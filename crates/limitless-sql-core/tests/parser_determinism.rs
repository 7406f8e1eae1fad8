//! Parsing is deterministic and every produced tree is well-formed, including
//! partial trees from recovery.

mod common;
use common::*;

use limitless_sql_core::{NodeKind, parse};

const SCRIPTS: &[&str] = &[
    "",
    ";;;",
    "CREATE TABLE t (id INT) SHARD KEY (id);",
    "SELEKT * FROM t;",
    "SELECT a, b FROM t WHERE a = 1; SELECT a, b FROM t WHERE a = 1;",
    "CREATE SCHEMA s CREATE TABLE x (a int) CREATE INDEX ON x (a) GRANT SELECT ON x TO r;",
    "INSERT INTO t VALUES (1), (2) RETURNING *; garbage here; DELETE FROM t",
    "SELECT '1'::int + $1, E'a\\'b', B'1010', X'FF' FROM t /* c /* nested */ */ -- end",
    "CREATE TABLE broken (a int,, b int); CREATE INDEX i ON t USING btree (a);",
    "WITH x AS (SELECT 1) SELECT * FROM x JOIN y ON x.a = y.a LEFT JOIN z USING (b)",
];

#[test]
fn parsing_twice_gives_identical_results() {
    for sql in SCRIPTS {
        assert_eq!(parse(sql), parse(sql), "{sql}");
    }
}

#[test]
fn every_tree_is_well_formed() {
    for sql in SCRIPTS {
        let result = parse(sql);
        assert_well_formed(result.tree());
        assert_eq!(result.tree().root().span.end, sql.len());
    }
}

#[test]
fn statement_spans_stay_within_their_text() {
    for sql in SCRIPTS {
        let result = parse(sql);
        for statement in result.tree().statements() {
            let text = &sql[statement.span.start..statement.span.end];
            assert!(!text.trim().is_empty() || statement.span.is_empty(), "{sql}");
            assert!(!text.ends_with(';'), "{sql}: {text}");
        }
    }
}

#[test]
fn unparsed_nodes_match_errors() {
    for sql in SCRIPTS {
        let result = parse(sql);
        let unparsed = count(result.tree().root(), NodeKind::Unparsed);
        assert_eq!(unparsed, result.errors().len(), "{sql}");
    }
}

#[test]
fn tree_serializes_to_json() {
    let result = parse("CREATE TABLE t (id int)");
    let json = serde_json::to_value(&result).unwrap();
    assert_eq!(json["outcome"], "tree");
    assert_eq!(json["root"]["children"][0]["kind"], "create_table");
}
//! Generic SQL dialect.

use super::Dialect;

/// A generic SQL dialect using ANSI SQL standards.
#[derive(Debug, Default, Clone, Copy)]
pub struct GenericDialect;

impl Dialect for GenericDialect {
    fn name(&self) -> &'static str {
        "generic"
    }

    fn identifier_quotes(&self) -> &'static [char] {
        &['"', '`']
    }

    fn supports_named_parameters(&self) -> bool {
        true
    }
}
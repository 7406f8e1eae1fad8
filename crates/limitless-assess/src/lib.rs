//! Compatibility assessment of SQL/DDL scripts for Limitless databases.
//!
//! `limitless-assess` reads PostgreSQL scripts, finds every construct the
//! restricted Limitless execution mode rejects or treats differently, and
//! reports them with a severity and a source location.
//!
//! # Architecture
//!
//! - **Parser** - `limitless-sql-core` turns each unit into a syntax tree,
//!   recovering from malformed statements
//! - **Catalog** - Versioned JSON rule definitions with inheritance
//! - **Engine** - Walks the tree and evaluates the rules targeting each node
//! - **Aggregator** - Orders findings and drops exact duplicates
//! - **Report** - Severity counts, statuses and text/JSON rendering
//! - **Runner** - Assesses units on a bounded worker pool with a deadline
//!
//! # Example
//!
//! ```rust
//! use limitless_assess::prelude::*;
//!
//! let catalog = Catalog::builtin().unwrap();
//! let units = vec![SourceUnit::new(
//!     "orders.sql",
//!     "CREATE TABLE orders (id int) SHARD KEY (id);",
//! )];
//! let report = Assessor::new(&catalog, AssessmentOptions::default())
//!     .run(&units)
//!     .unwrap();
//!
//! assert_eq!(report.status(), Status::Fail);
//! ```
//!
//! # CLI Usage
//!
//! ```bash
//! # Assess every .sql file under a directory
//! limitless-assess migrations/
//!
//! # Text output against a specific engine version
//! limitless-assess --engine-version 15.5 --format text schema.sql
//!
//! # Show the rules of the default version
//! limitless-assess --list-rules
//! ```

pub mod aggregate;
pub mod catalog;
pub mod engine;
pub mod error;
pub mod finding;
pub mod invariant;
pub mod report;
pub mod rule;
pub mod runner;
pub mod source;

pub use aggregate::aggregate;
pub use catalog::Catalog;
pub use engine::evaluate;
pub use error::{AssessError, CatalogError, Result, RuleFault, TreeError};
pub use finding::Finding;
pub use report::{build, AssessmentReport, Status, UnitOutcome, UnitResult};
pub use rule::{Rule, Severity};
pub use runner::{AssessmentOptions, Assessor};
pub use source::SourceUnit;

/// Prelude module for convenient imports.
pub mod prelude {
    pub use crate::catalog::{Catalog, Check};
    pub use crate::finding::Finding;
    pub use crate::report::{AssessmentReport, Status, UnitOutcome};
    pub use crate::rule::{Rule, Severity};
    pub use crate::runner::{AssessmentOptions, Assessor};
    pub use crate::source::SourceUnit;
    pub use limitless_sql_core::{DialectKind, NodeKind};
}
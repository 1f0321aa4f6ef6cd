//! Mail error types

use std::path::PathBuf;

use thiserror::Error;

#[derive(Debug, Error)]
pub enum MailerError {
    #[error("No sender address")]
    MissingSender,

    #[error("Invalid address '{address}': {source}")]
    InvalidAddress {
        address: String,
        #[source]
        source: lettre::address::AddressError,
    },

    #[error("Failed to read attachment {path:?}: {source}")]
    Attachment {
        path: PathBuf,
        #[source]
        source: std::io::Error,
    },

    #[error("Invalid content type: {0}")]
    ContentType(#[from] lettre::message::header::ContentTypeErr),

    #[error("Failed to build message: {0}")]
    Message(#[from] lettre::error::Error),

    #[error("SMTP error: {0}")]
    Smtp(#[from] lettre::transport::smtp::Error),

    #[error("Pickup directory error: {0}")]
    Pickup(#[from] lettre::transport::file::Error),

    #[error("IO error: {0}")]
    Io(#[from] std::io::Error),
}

| What you should do |
A line counts if it includes the string "root". State how many such lines the entries have, with no other text.

| Problem solution |
3